Task directions
Copy out each line of the data below in which "AnchorPoint" appears.

----- Given entries -----

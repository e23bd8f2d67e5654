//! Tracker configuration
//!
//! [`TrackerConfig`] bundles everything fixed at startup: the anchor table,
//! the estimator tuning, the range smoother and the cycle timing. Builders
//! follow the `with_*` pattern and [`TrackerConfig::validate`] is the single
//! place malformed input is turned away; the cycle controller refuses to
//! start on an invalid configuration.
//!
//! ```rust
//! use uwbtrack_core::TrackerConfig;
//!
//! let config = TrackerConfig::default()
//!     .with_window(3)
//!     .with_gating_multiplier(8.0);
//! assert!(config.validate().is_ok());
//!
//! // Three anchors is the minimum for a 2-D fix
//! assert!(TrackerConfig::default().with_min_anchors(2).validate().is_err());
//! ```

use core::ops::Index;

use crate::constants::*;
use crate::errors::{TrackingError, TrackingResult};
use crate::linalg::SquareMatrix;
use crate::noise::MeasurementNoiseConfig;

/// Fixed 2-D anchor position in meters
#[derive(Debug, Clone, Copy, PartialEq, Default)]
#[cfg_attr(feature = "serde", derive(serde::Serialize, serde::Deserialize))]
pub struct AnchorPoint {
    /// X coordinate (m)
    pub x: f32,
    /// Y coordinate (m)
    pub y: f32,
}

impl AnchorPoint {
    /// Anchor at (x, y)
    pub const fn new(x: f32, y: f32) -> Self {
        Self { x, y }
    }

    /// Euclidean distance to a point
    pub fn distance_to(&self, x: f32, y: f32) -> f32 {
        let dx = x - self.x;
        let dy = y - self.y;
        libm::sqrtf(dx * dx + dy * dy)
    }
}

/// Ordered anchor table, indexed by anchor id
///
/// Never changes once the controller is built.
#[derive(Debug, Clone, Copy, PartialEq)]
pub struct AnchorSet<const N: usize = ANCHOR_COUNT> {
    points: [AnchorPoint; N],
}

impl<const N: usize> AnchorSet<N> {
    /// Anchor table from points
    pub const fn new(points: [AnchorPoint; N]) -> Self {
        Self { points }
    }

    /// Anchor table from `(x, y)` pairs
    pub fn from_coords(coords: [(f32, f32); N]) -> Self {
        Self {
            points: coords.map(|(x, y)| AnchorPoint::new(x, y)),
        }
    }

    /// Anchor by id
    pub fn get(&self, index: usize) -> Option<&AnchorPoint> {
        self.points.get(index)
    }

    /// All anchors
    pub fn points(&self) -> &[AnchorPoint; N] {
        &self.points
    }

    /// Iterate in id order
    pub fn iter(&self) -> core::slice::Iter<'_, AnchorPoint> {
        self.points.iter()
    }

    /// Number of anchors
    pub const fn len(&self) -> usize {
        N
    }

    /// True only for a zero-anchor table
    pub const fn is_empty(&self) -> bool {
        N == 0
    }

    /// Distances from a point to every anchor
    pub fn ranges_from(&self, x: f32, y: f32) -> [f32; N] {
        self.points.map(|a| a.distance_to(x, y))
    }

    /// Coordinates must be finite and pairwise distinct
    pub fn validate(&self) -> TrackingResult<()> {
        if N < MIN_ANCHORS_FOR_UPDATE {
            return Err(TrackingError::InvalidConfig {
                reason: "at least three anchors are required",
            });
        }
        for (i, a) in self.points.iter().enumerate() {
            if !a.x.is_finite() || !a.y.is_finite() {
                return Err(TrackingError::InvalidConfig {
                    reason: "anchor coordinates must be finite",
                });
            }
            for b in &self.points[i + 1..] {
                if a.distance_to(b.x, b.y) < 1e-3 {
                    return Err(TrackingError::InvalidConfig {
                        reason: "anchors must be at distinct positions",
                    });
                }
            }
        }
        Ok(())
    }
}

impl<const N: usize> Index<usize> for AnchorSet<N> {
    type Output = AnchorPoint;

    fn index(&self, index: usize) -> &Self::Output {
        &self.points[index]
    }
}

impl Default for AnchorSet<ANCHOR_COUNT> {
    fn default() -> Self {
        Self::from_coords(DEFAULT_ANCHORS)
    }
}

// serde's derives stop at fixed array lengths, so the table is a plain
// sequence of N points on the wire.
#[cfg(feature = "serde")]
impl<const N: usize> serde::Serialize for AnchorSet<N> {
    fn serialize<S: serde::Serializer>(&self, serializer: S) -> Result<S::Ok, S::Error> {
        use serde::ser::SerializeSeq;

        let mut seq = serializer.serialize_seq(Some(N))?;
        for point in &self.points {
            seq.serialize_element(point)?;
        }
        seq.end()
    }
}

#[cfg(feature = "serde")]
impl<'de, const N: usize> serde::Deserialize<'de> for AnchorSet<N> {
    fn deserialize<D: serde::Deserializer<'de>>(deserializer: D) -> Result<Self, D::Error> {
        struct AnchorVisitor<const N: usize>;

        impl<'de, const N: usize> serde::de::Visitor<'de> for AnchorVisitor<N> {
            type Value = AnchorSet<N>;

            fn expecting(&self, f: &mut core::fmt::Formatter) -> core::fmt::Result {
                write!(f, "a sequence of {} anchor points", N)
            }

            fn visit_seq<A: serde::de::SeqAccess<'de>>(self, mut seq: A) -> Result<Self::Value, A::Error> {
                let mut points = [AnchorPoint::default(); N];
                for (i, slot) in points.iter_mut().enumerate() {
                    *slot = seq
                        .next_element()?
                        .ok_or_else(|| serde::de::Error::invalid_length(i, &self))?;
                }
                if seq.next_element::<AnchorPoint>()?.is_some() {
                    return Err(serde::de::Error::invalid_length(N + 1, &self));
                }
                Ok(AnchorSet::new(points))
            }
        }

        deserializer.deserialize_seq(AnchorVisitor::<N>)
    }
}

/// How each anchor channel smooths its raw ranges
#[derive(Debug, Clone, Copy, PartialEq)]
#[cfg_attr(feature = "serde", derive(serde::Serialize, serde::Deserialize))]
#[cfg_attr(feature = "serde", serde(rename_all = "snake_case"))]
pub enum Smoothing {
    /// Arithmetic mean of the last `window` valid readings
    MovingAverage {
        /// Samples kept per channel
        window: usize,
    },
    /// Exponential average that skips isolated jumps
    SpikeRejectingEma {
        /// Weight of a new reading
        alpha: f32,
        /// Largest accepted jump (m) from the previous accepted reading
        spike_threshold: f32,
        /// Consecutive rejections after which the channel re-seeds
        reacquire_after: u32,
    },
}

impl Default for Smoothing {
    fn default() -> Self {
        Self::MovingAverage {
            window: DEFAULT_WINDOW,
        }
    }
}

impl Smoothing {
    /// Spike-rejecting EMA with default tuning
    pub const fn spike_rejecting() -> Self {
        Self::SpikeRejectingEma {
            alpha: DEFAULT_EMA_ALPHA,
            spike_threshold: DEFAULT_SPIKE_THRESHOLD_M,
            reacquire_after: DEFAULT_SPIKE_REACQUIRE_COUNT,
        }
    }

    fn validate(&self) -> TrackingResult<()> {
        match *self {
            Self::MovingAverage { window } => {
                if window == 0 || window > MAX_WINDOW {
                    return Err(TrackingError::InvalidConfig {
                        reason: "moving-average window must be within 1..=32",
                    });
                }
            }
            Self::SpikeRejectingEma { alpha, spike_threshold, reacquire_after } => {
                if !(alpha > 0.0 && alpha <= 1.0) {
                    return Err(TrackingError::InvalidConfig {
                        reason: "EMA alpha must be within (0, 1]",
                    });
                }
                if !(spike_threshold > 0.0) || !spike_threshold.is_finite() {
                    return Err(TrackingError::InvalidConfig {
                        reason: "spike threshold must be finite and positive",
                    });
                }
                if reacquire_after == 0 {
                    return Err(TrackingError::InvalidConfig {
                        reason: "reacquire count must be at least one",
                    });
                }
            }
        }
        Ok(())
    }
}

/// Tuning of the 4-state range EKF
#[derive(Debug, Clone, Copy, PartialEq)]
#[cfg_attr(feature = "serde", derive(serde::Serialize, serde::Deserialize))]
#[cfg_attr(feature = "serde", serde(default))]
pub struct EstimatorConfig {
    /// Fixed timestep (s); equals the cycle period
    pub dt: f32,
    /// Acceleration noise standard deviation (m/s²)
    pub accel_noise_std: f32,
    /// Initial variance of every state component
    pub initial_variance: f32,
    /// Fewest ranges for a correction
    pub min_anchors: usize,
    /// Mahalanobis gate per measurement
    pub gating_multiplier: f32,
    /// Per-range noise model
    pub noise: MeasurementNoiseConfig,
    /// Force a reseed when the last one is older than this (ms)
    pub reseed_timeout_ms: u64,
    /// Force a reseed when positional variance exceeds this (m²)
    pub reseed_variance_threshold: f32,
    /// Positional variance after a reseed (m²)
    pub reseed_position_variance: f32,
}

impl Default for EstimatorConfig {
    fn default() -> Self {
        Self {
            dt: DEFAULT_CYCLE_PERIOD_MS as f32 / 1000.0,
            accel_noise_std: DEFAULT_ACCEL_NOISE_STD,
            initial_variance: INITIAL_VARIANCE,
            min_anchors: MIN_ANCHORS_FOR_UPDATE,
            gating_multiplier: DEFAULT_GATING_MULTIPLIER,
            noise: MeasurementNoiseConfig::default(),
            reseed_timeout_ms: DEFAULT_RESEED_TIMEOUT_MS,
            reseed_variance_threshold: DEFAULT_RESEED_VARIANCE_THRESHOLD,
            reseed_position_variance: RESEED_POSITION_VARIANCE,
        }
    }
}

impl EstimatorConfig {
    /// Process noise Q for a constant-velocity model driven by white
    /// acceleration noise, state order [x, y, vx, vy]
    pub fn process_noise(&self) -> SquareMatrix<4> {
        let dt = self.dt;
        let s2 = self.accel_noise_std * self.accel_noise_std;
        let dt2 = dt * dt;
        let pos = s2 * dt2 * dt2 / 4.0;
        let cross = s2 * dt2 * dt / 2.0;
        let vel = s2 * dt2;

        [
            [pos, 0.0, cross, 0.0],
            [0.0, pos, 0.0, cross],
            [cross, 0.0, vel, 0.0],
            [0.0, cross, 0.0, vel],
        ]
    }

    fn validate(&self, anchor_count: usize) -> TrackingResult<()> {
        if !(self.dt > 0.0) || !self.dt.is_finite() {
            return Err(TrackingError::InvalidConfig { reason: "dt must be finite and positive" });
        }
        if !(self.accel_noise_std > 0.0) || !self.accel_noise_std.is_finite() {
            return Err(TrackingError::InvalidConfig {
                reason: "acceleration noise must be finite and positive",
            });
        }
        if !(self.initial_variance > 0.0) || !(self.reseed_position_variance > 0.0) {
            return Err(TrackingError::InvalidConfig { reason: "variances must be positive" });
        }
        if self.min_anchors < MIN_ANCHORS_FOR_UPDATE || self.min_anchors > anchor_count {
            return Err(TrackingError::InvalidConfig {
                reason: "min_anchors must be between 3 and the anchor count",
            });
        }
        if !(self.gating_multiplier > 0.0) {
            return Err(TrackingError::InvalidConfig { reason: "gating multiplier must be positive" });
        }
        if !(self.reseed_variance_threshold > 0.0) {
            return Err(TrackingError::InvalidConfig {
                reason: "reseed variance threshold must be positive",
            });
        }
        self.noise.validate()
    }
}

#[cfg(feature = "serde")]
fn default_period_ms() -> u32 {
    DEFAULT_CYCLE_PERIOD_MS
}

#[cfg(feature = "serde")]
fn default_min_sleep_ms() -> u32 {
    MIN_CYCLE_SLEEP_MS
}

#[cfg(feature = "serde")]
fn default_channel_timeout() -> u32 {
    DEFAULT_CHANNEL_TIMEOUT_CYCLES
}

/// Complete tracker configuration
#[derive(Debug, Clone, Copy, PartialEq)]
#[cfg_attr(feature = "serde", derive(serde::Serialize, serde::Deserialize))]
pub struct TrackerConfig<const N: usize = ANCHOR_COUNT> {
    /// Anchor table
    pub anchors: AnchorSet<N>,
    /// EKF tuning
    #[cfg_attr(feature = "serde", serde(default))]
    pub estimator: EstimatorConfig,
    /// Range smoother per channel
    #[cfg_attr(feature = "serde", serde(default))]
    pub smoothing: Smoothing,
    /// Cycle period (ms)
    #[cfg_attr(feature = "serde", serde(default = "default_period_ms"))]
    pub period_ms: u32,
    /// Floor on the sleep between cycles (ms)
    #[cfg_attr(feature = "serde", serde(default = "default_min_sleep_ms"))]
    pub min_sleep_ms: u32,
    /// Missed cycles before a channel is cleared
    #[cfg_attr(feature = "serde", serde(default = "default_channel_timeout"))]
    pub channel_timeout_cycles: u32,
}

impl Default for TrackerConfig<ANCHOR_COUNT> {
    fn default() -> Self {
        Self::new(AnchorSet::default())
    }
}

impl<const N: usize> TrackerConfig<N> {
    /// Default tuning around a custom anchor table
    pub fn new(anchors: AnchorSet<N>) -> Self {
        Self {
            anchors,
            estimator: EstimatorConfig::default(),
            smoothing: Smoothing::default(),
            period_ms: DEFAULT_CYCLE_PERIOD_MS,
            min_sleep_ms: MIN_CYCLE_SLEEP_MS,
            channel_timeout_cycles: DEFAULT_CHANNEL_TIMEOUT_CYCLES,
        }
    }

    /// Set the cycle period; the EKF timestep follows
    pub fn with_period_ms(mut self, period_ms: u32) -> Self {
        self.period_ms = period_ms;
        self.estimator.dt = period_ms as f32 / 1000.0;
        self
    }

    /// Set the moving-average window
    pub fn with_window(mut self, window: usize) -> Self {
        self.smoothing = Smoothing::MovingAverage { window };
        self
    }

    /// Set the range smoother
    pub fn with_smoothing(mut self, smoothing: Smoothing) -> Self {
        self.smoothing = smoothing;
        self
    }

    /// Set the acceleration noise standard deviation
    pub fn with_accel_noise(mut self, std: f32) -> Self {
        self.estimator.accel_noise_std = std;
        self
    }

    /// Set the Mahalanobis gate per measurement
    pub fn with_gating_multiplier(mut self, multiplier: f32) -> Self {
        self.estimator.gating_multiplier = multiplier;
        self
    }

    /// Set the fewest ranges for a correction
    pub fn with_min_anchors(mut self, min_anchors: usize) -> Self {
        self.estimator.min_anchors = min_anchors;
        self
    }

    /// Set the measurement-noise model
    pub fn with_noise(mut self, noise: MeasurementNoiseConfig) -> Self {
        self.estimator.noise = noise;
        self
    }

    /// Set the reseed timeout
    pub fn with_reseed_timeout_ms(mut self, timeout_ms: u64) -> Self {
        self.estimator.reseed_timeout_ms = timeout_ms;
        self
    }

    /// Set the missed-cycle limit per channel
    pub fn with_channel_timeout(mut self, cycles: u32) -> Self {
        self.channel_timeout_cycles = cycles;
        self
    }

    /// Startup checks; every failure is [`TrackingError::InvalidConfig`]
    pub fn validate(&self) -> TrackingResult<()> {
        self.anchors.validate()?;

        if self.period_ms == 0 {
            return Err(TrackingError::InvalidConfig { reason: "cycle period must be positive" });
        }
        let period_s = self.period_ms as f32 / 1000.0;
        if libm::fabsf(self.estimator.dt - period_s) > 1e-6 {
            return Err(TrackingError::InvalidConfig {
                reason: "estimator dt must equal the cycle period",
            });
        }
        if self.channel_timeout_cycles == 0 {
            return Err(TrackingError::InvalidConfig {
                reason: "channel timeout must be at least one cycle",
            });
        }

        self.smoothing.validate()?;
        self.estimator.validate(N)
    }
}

-----

Your solution
pub struct AnchorPoint {
impl AnchorPoint {
    points: [AnchorPoint; N],
    pub const fn new(points: [AnchorPoint; N]) -> Self {
            points: coords.map(|(x, y)| AnchorPoint::new(x, y)),
    pub fn get(&self, index: usize) -> Option<&AnchorPoint> {
    pub fn points(&self) -> &[AnchorPoint; N] {
    pub fn iter(&self) -> core::slice::Iter<'_, AnchorPoint> {
    type Output = AnchorPoint;
                let mut points = [AnchorPoint::default(); N];
                if seq.next_element::<AnchorPoint>()?.is_some() {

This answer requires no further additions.